Queensland mourns legal stalwart

Even in retirement, Gordon Dean was keen to research Queensland's legal history. He is shown here identifying his great grandfather, Arthur Dean, who served as a then police magistrate in Mt Morgan, Townsville and Brisbane.

Queensland’s legal community is mourning former politician, solicitor and magistrate Gordon Dean, who died on Thursday, aged 81.

Arthur Gordon Dean was born in Mackay in 1942 and raised in Maroon, near Boonah. He completed high school in Townsville before accepting a five-year clerkship with his solicitor grandfather Bert Dean at local firm Dean, Gillman and Thompson.

Mr Dean was admitted in 1965, and became a partner of the firm the same year.

He turned to politics in 1977, holding the Federal seat of Herbert for the Liberals until 1983 before returning to life as a solicitor, with Nehmer Davenport Dean in Townsville.

A lover of fine music and theatre, Mr Dean joined Townsville Choral and Orchestral Society in 1960. He was a member for 25 years, eventually becoming president of the Eisteddfod Council of North Queensland.

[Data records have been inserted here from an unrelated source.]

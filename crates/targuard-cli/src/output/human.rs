//! Human-readable output formatter with colors and styling.

use super::formatter::OutputFormatter;
use crate::pipeline::ScenarioOutcome;
use crate::pipeline::ScenarioStatus;
use crate::progress::humanize_bytes;
use anyhow::Result;
use console::Term;
use console::style;
use targuard_core::ArchiveManifest;
use targuard_core::ExtractionReport;
use targuard_core::Member;
use targuard_core::MemberKind;
use targuard_core::VerificationReport;

pub struct HumanFormatter {
    verbose: bool,
    quiet: bool,
    use_colors: bool,
    term: Term,
}

impl HumanFormatter {
    pub fn new(verbose: bool, quiet: bool) -> Self {
        Self {
            verbose,
            quiet,
            use_colors: console::colors_enabled(),
            term: Term::stdout(),
        }
    }

    fn format_number(n: usize) -> String {
        let s = n.to_string();
        let mut result = String::new();
        let mut count = 0;

        for c in s.chars().rev() {
            if count == 3 {
                result.push(',');
                count = 0;
            }
            result.push(c);
            count += 1;
        }

        result.chars().rev().collect()
    }

    fn type_char(kind: &MemberKind) -> char {
        match kind {
            MemberKind::File => '-',
            MemberKind::Directory => 'd',
            MemberKind::Symlink { .. } => 'l',
            MemberKind::Hardlink { .. } => 'h',
            MemberKind::Other(_) => '?',
        }
    }

    fn long_line(member: &Member, human_readable: bool) -> String {
        let size_str = if human_readable {
            humanize_bytes(member.size)
        } else {
            member.size.to_string()
        };

        let mode_str = member
            .mode
            .map_or_else(|| "-".to_string(), |m| format!("{m:o}"));

        let link = match &member.kind {
            MemberKind::Symlink { target } => format!(" -> {}", target.display()),
            MemberKind::Hardlink { target } => format!(" link to {}", target.display()),
            _ => String::new(),
        };

        format!(
            "{}{:<6} {:>10}  {}{link}",
            Self::type_char(&member.kind),
            mode_str,
            size_str,
            member.path.display()
        )
    }

    fn line(&self, text: &str) {
        let _ = self.term.write_line(text);
    }

    fn warning(&self, message: &str) {
        if self.use_colors {
            self.line(&format!("{} {message}", style("⚠").yellow().bold()));
        } else {
            self.line(&format!("WARNING: {message}"));
        }
    }

    fn check_mark(&self) -> String {
        if self.use_colors {
            format!("{} ", style("✓").green().bold())
        } else {
            String::new()
        }
    }
}

impl OutputFormatter for HumanFormatter {
    fn format_extraction_result(&self, source: &str, report: &ExtractionReport) -> Result<()> {
        if self.quiet {
            return Ok(());
        }

        self.line(&format!("{}Extraction complete: {source}", self.check_mark()));
        self.line(&format!(
            "  Files extracted: {}",
            Self::format_number(report.files_extracted)
        ));
        self.line(&format!("  Directories: {}", report.directories_created));
        self.line(&format!(
            "  Total size: {}",
            humanize_bytes(report.bytes_written)
        ));

        if self.verbose {
            self.line(&format!("  Symlinks: {}", report.symlinks_created));
            self.line(&format!("  Hardlinks: {}", report.hardlinks_created));
            self.line(&format!("  Skipped: {}", report.members_skipped));
            self.line(&format!("  Duration: {:?}", report.duration));
        }

        for warning in &report.warnings {
            self.warning(warning);
        }

        Ok(())
    }

    fn format_manifest_short(&self, manifest: &ArchiveManifest) -> Result<()> {
        if self.quiet {
            return Ok(());
        }

        for entry in &manifest.entries {
            self.line(&format!("{}", entry.path.display()));
        }

        Ok(())
    }

    fn format_manifest_long(&self, manifest: &ArchiveManifest, human_readable: bool) -> Result<()> {
        if self.quiet {
            return Ok(());
        }

        for entry in &manifest.entries {
            self.line(&Self::long_line(entry, human_readable));
        }

        self.line("");
        self.line(&format!(
            "Total: {} members, {} ({})",
            Self::format_number(manifest.total_entries),
            humanize_bytes(manifest.total_size),
            manifest.compression
        ));

        Ok(())
    }

    fn format_verification_report(&self, report: &VerificationReport) -> Result<()> {
        if self.quiet {
            return Ok(());
        }

        let status = match (report.is_safe(), self.use_colors) {
            (true, true) => style("SAFE").green().bold().to_string(),
            (false, true) => style("UNSAFE").red().bold().to_string(),
            (true, false) => "SAFE".to_string(),
            (false, false) => "UNSAFE".to_string(),
        };
        self.line(&format!("Archive verification: {status}"));

        if let Some(issue) = &report.issue {
            self.line(&format!("  Issue: {issue}"));
        }
        if let Some(path) = &report.offending_path {
            self.line(&format!("  Member: {}", path.display()));
        }

        if report.is_safe() {
            let summary = &report.summary;
            self.line(&format!("  Files: {}", Self::format_number(summary.files)));
            self.line(&format!("  Directories: {}", summary.directories));
            self.line(&format!("  Symlinks: {}", summary.symlinks));
            self.line(&format!("  Hardlinks: {}", summary.hardlinks));
            if summary.skipped > 0 {
                self.line(&format!("  Skipped: {}", summary.skipped));
            }
            self.line(&format!("  Total size: {}", humanize_bytes(summary.total_bytes)));
        }

        Ok(())
    }

    fn format_scenario_results(&self, outcomes: &[ScenarioOutcome]) -> Result<()> {
        // Failures are shown even in quiet mode.
        for outcome in outcomes {
            let (label, detail) = match &outcome.status {
                ScenarioStatus::Passed => ("PASS", String::new()),
                ScenarioStatus::Skipped { reason } => ("SKIP", format!(" ({reason})")),
                ScenarioStatus::Failed { step, kind, error } => {
                    ("FAIL", format!(": step {step} ({kind}): {error}"))
                }
            };
            if self.quiet && label != "FAIL" {
                continue;
            }

            let label = if self.use_colors {
                match label {
                    "PASS" => style(label).green().bold().to_string(),
                    "SKIP" => style(label).yellow().to_string(),
                    _ => style(label).red().bold().to_string(),
                }
            } else {
                label.to_string()
            };

            self.line(&format!("{label} {}{detail}", outcome.name));
            if self.verbose {
                self.line(&format!(
                    "     {} steps, {} ms",
                    outcome.steps_completed, outcome.duration_ms
                ));
            }
        }

        if !self.quiet {
            let failed = outcomes.iter().filter(|o| o.is_failure()).count();
            self.line("");
            self.line(&format!(
                "{} scenarios, {} failed",
                outcomes.len(),
                failed
            ));
        }

        Ok(())
    }
}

He also held various roles in the Presbyterian and later Uniting Church, James Cook University, Townsville Hospitals Board and John Flynn College Council.


Mr Dean moved to Brisbane in 1987, working as a solicitor until appointment as a magistrate in 1997. He presided in Brisbane and Warwick until mandatory retirement in 2007.

He was volunteer announcer and board member at classical music station 4MBS, and member and eventual president of the Brisbane Chorale.

He also authored five books: A Simple Country Lad: A Kind of Autobiography in 2007, Here Comes the Judge: The Queensland Magistrate in 2008, Law North: A History of the North Queensland Law Association in 2009, Taking Responsibility: Queensland’s Family Responsibilities Commission in 2013, and The Fire Within: Queensland’s Family Responsibilities Commission in 2015.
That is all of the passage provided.